Vol. 17, No. 24 – June 17, 2018
Eph 6:17, “And take THE HELMET OF SALVATION, and the sword of the Spirit, which is the word of God.”
The Meaning of Salvation
The benefits of your union with Christ are described in various ways. We can group the Bible’s many images into three distinct categories: new situation, new self, new steps. As we have seen and will see below, salvation in the Bible is a three-dimensional phenomenon, (Past, Present, Future; New Situation, New Self, New Steps; involving God the Father, God the Son, and God the Holy Spirit). In this section we are going to note the categories of new situation, new self, and new steps.
New Situation: Salvation as objective change, (continued).
To be saved means that your legal status has changed, and you have acquired new rights and responsibilities as a result of your union with Jesus Christ. Four leading images depict the new situation brought about by God’s saving work.
1.) The first is the image of “redemption,” that reminds us of the marketplace, the place where things are bought and sold. Jesus Christ purchased our lives by paying for our sins upon the Cross. Therefore, we have been purchased from the slave market of sin.
2.) The second imagery is that of “justification,” an image drawn from the court of law. To be justified is to be declared innocent by the presiding judge. Sinners who are “In Christ” have been formally pardoned from the guilt of sin by God the Father and now live a new life in Christ.
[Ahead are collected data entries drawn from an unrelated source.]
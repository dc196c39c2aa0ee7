//! Room configuration models.

use serde::{Deserialize, Serialize};
use std::time::Duration;

use super::errors::RoomError;
use crate::game::{
    constants::{CARDS_PER_SEAT, DECK_SIZE, MAX_BONUS, MAX_MULTIPLIER, MAX_SEATS, MIN_SEATS},
    entities::Points,
    errors::InsufficientCardsError,
    scoring::ScoringRules,
    special::SpecialPattern,
};

/// Room speed presets
#[derive(Debug, Clone, Copy, Default, PartialEq, Eq, Serialize, Deserialize)]
#[serde(rename_all = "lowercase")]
pub enum RoomSpeed {
    #[default]
    Normal,
    Turbo,
    Hyper,
}

impl std::fmt::Display for RoomSpeed {
    fn fmt(&self, f: &mut std::fmt::Formatter<'_>) -> std::fmt::Result {
        match self {
            RoomSpeed::Normal => write!(f, "normal"),
            RoomSpeed::Turbo => write!(f, "turbo"),
            RoomSpeed::Hyper => write!(f, "hyper"),
        }
    }
}

/// Room configuration
#[derive(Debug, Clone, PartialEq, Eq, Serialize, Deserialize)]
#[serde(default)]
pub struct RoomConfig {
    /// Room name
    pub name: String,

    /// Seat capacity. Play starts once every seat is filled and ready.
    pub seats: usize,

    /// Rounds in a match
    pub rounds: u32,

    /// Stake per point, used for the weighted standings
    pub stake_unit: Points,

    /// Speed preset, sets the arranging deadline
    pub speed: RoomSpeed,

    /// Explicit arranging deadline, overrides the speed preset
    pub arrange_timeout_secs: Option<u64>,

    /// Seconds unready seats may hold a full room before being released
    pub ready_timeout_secs: Option<u64>,

    /// Seconds results stay on screen before the next deal
    pub reveal_secs: u64,

    /// Seconds a finished match stays readable before it's reclaimed
    pub retention_secs: u64,

    /// Fixed shuffle seed, for replays and tests
    pub deck_seed: Option<u64>,

    /// Seats filled with bots when the room opens, for trial games
    pub bots: usize,

    /// Point values and house rules
    pub scoring: ScoringRules,
}

impl Default for RoomConfig {
    fn default() -> Self {
        Self {
            name: "Default Room".to_string(),
            seats: 4,
            rounds: 8,
            stake_unit: 1,
            speed: RoomSpeed::Normal,
            arrange_timeout_secs: None,
            ready_timeout_secs: Some(60),
            reveal_secs: 5,
            retention_secs: 300,
            deck_seed: None,
            bots: 0,
            scoring: ScoringRules::default(),
        }
    }
}

impl RoomConfig {
    /// Validate configuration
    pub fn validate(&self) -> Result<(), RoomError> {
        if self.seats.saturating_mul(CARDS_PER_SEAT) > DECK_SIZE {
            return Err(InsufficientCardsError {
                seats: self.seats,
                per_seat: CARDS_PER_SEAT,
                available: DECK_SIZE,
            }
            .into());
        }

        if self.seats < MIN_SEATS || self.seats > MAX_SEATS {
            return Err(RoomError::InvalidConfig(format!(
                "Seats must be between {MIN_SEATS} and {MAX_SEATS}"
            )));
        }

        if self.rounds == 0 {
            return Err(RoomError::InvalidConfig(
                "A match needs at least one round".to_string(),
            ));
        }

        if self.stake_unit <= 0 {
            return Err(RoomError::InvalidConfig(
                "Stake unit must be positive".to_string(),
            ));
        }

        if self.bots >= self.seats {
            return Err(RoomError::InvalidConfig(
                "Bots must leave at least one seat free".to_string(),
            ));
        }

        if self.arrange_timeout_secs == Some(0) {
            return Err(RoomError::InvalidConfig(
                "Arranging timeout must be positive".to_string(),
            ));
        }

        validate_scoring(&self.scoring)
    }

    /// Get the arranging deadline based on room speed
    pub fn arrange_timeout(&self) -> Duration {
        let secs = self.arrange_timeout_secs.unwrap_or(match self.speed {
            RoomSpeed::Normal => 90,
            RoomSpeed::Turbo => 45,
            RoomSpeed::Hyper => 20,
        });
        Duration::from_secs(secs)
    }

    pub fn ready_timeout(&self) -> Option<Duration> {
        self.ready_timeout_secs.map(Duration::from_secs)
    }

    pub fn reveal_duration(&self) -> Duration {
        Duration::from_secs(self.reveal_secs)
    }

    pub fn retention(&self) -> Duration {
        Duration::from_secs(self.retention_secs)
    }
}

/// Every bonus must pay at least one point, and nothing may be large
/// enough to overflow a round's settlement.
fn validate_scoring(scoring: &ScoringRules) -> Result<(), RoomError> {
    let multipliers = [
        ("shoot_multiplier", scoring.shoot_multiplier),
        ("home_run_multiplier", scoring.home_run_multiplier),
    ];
    for (name, multiplier) in multipliers {
        if !(1..=MAX_MULTIPLIER).contains(&multiplier) {
            return Err(RoomError::InvalidConfig(format!(
                "{name} must be between 1 and {MAX_MULTIPLIER}"
            )));
        }
    }

    for (name, bonus) in scoring.lane_bonuses.entries() {
        if !(1..=MAX_BONUS).contains(&bonus) {
            return Err(RoomError::InvalidConfig(format!(
                "Lane bonus {name} must be between 1 and {MAX_BONUS}"
            )));
        }
    }

    for pattern in SpecialPattern::ALL {
        let bonus = scoring.specials.bonuses.get(pattern);
        if !(1..=MAX_BONUS).contains(&bonus) {
            return Err(RoomError::InvalidConfig(format!(
                "Bonus for {pattern} must be between 1 and {MAX_BONUS}"
            )));
        }
    }

    Ok(())
}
3.) The third image is that of “adoption,” HUIOTHESIA, υἱοθεσία from HUIOS, “son” and TITHEMI, “to “place,” it means, “to place a son” or incorporation into the family. In the believer’s case, it is placement or incorporation into the Royal Family of God. Therefore, to teach the Church Age believer about His position “In Christ,” Paul draws an analogy to the custom of “adoption” practiced by the Roman aristocracy.
Roman adoption officially designated someone as an heir, whether or not that person was related by blood. The Caesars usually adopted successors who were not their sons. Often, however a father would adopt his own son, granting him the full privileges and responsibilities of the family name.
The ceremony of adoption also marked the boy’s transition into adulthood, traditionally at age fourteen. Paul depicts Israel as an immature son in Gal 3:23, and the Church as an adult son and heir in Gal 3:25-26. At a dramatic moment in the Roman ceremony of adoption, the new heir is clothed with the magnificent “toga virilis,” the garment of manhood, Gal 3:27.
Gal 3:27, “For all of you who were baptized into Christ have clothed yourselves with Christ.”
Christians wear the spiritual equivalent of the “toga virilis” from the moment of salvation, when the Baptism of the Spirit occurs, Eph 1:13.
The significance of our adoption into the family of God is that the Church Age believer has been removed from the cosmic system as a child of the devil, and has been placed as an adult son into the Royal Family of God, of which the Lord Jesus Christ is the Head, Col 1:13-14. Adoption means that the Church Age believer is spiritual aristocracy now and is intimately related to all three members of the Trinity.
Col 1:13-14, “For He rescued us from the domain of darkness, and transferred us to the kingdom of His beloved Son. 14in whom we have redemption, the forgiveness of sins.”
Through the merits of Christ, Church Age believers are adopted as adult sons of God and joint heirs with Christ at the first instant of faith in Him, Rom 8:15-17; Eph 1:5.
Eph 1:5, “He predestined us to adoption as sons through Jesus Christ to Himself, according to the kind intention of His will.”
Although a spiritual infant in experience, every Church Age believer is a spiritual adult in position. He is granted the full privileges and responsibilities of an adult son of God because he is in union with the Lord Jesus Christ, Rom 8:23; 9:4; Gal 4:5-7; Eph 1:5; cf. Ex 4:22; Isa 1:2; 56:5; Hosea 1:10; 11:1.
Gal 4:5-6, “So that He might redeem those who were under the Law, that we might receive the adoption as sons. 6Because you are sons, God has sent forth the Spirit of His Son into our hearts, crying, “Abba! Father!””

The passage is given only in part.